A Cover Pages Publication
Provided by OASIS and Sponsor Members
Edited by Robin Cover

This issue of XML Daily Newslink is sponsored by:
ISIS Papyrus

W3C First Public Working Draft: Permissions for Device API Access
Paddy Byers, Frederick Hirsch, Dominique Hazaël-Massieux (eds), W3C Technical Report

The W3C Device APIs and Policy Working Group has released a First Public Working Draft for Permissions for Device API Access. The specification identifies the permissions that are needed to use specific client-side APIs which grant access to sensitive data and operations. This draft represents the early consensus of the group on what identifiable permissions should look like and they encompass. The group is now looking for feedback on this approach, and its applicability to various use cases, including widgets configurations, installable Web applications, existing permissions verifications.

From the Introduction: "A number of Web APIs, in particular those used to access private or sensitive data from the hosting device, are meant to be discoverable, as well as disabled or enabled on a site-by-site or application-by-application basis, depending on the security context. For instance, the feature element as defined in the Widget Packaging and Configuration specification (December 2009 Candidate Recommendation) allows a widget runtime engine to grant access only to the specific APIs that the configuration file of the widget listed. This document identifies and names the various permissions that are attached to existing Web APIs.

Each permission described is identified using a string declared in the specification (provisionally) Where these permissions needed to be identified as a URI (e.g. in a widget configuration file), a URI can be built from these strings by appending that string to the base URI ''. Permissions are defined for the Geolocation API, Contact API Capture API File API, and System Information API.

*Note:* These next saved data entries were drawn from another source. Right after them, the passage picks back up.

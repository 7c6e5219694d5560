//! Pagination domain logic centralization.
//!
//! Every adapter only reports what a page *says* about pagination
//! ([`PaginationSignal`]); whether another page gets fetched is decided here,
//! once, for all sites:
//! - an explicit range (Test / ManualRange with an end page) always wins over
//!   anything detected on the page
//! - otherwise the max-page count seen on the branch's first page is adopted,
//!   for AutoDiscover and for a ManualRange given only a start page
//! - without an explicit end, an end-of-catalog marker or an empty page stops
//!   the branch immediately
//! - with neither range nor detection, the caller's fallback bound applies,
//!   otherwise the branch stops after its first page

use serde::{Deserialize, Serialize};

use super::job::CrawlJobConfig;

/// What a listing page reveals about pagination
#[derive(Debug, Clone, Copy, Default, PartialEq, Eq, Serialize, Deserialize)]
pub struct PaginationSignal {
    /// Highest page number visible in the pagination widget
    pub max_pages: Option<u32>,
    /// Site-specific "no more products" marker
    pub end_of_catalog: bool,
}

impl PaginationSignal {
    pub fn none() -> Self {
        Self::default()
    }

    pub fn with_max_pages(max_pages: u32) -> Self {
        Self {
            max_pages: Some(max_pages),
            end_of_catalog: false,
        }
    }

    pub fn end_of_catalog() -> Self {
        Self {
            max_pages: None,
            end_of_catalog: true,
        }
    }
}

/// What happened on the page that was just processed
#[derive(Debug, Clone, Copy, PartialEq, Eq)]
pub struct PageOutcome {
    pub page: u32,
    /// Cards found on the page, before job-wide dedup
    pub records_found: usize,
    pub signal: PaginationSignal,
    /// Fetch exhausted its retries; nothing was extracted
    pub failed: bool,
}

#[derive(Debug, Clone, Copy, PartialEq, Eq, Serialize, Deserialize)]
#[serde(rename_all = "snake_case")]
pub enum StopReason {
    RangeExhausted,
    MaxPagesReached,
    EndOfCatalog,
    PaginationUndetected,
}

#[derive(Debug, Clone, Copy, PartialEq, Eq)]
pub enum Continuation {
    Continue { next_page: u32 },
    Stop(StopReason),
}

/// Page bounds for one frontier branch (one category)
#[derive(Debug, Clone, PartialEq, Eq)]
pub struct BranchPlan {
    first_page: u32,
    explicit_end: Option<u32>,
    fallback_max: Option<u32>,
    detected_max: Option<u32>,
}

impl BranchPlan {
    pub fn for_job(config: &CrawlJobConfig) -> Self {
        Self {
            first_page: config.first_page(),
            explicit_end: config.explicit_end_page(),
            fallback_max: config.fallback_max_pages,
            detected_max: None,
        }
    }

    pub fn first_page(&self) -> u32 {
        self.first_page
    }

    pub fn detected_max(&self) -> Option<u32> {
        self.detected_max
    }

    /// Decide whether the branch fetches another page after `outcome`
    pub fn decide(&mut self, outcome: &PageOutcome) -> Continuation {
        if let Some(end) = self.explicit_end {
            return if outcome.page < end {
                Continuation::Continue {
                    next_page: outcome.page + 1,
                }
            } else {
                Continuation::Stop(StopReason::RangeExhausted)
            };
        }

        if !outcome.failed && (outcome.signal.end_of_catalog || outcome.records_found == 0) {
            return Continuation::Stop(StopReason::EndOfCatalog);
        }

        // Without an explicit end, the first page's count bounds the branch
        if outcome.page == self.first_page {
            if let Some(max) = outcome.signal.max_pages {
                self.detected_max = Some(max);
            }
        }

        match self.detected_max.or(self.fallback_max) {
            Some(bound) if outcome.page < bound => Continuation::Continue {
                next_page: outcome.page + 1,
            },
            Some(_) => Continuation::Stop(StopReason::MaxPagesReached),
            None => Continuation::Stop(StopReason::PaginationUndetected),
        }
    }
}
//! Repository interfaces for the seller catalog
//!
//! Contains trait definitions for persisting crawl output.

use std::fmt;

use anyhow::Result;
use async_trait::async_trait;
use serde::{Deserialize, Serialize};

use crate::domain::errors::CrawlError;
use crate::domain::job::{CrawlMode, SellerIdentity};
use crate::domain::product::{CategoryRef, ProductCardRecord};

#[derive(Debug, Clone, Copy, PartialEq, Eq, Serialize, Deserialize)]
#[serde(rename_all = "snake_case")]
pub enum SellerStatus {
    Idle,
    Running,
    Completed,
    Failed,
}

impl SellerStatus {
    pub fn as_str(self) -> &'static str {
        match self {
            Self::Idle => "idle",
            Self::Running => "running",
            Self::Completed => "completed",
            Self::Failed => "failed",
        }
    }
}

impl fmt::Display for SellerStatus {
    fn fmt(&self, f: &mut fmt::Formatter<'_>) -> fmt::Result {
        f.write_str(self.as_str())
    }
}

/// Outcome of one `upsert_products` call
#[derive(Debug, Clone, Default, PartialEq, Serialize, Deserialize)]
pub struct UpsertSummary {
    /// Newly created products
    pub saved: u32,
    /// Existing products whose mutable fields or variants changed
    pub updated: u32,
    /// Records that failed to persist
    pub errors: u32,
    pub failures: Vec<CrawlError>,
}

impl UpsertSummary {
    pub fn merge(&mut self, other: Self) {
        self.saved += other.saved;
        self.updated += other.updated;
        self.errors += other.errors;
        self.failures.extend(other.failures);
    }
}

/// One append-only audit entry
#[derive(Debug, Clone, PartialEq, Serialize, Deserialize)]
pub struct JobActivity {
    pub job_id: String,
    pub seller_id: i64,
    pub status: SellerStatus,
    pub mode: CrawlMode,
    pub pages_visited: u32,
    pub success_count: u32,
    pub error_count: u32,
    pub saved_count: u32,
    pub updated_count: u32,
    pub duration_ms: u64,
    pub error_detail: Option<String>,
}

/// Idempotent writes of the Seller -> Category -> Product graph
#[async_trait]
pub trait CatalogPersistence: Send + Sync {
    /// Create or refresh the seller by unique name; returns its id
    async fn upsert_seller(&self, seller: &SellerIdentity, status: SellerStatus) -> Result<i64>;

    /// Set status and `last_scraped_at`
    async fn touch_seller(&self, seller_id: i64, status: SellerStatus) -> Result<()>;

    /// Max-page count remembered from the seller's last AutoDiscover run
    async fn last_known_max_pages(&self, seller_id: i64) -> Result<Option<u32>>;

    async fn remember_max_pages(&self, seller_id: i64, max_pages: u32) -> Result<()>;

    async fn upsert_category(&self, seller_id: i64, category: &CategoryRef) -> Result<i64>;

    /// Per-record upsert; a failing record is counted, not propagated
    async fn upsert_products(&self, category_id: i64, records: &[ProductCardRecord]) -> Result<UpsertSummary>;

    async fn log_job_activity(&self, activity: &JobActivity) -> Result<()>;
}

The W3C Device APIs and Policy Working Group has been chartered to create client-side APIs that enable the development of Web Applications and Web Widgets that interact with devices services such as Calendar, Contacts, Camera, etc. Additionally, the group will produce a framework for the expression of security policies that govern access to security-critical APIs... Devices in this context include also desktop computers, laptop computers, mobile internet devices (MIDs), cellular phones, etc..."

See also: the W3C Device APIs and Policy Working Group

Extensible Resource Descriptor (XRD) Version 1.0 Submitted for Ballot
Eran Hammer-Lahav and Will Norris (eds), Candidate OASIS Standard

Members of the OASIS Extensible Resource Identifier (XRI) Technical Committee have submitted an approved Committee Specification for Extensible Resource Descriptor (XRD) Version 1.0 for consideration as an OASIS Standard. The three required Statements of Use have been presented by, Google, and AOL. XRD (Extensible Resource Descriptor) "is a simple generic format for describing resources. Resource descriptor documents provide machine-readable information about resources (resource metadata) for the purpose of promoting interoperability. They also assist in interacting with unknown resources that support known interfaces.

For example, a web page about an upcoming meeting can provide in its descriptor document the location of the meeting organizer's free/busy information to potentially negotiate a different time. The descriptor for a social network profile page can identify the location of the user's address book as well as accounts on other sites. A web service implementing an API protocol can advertise which of the protocol's optional components are supported.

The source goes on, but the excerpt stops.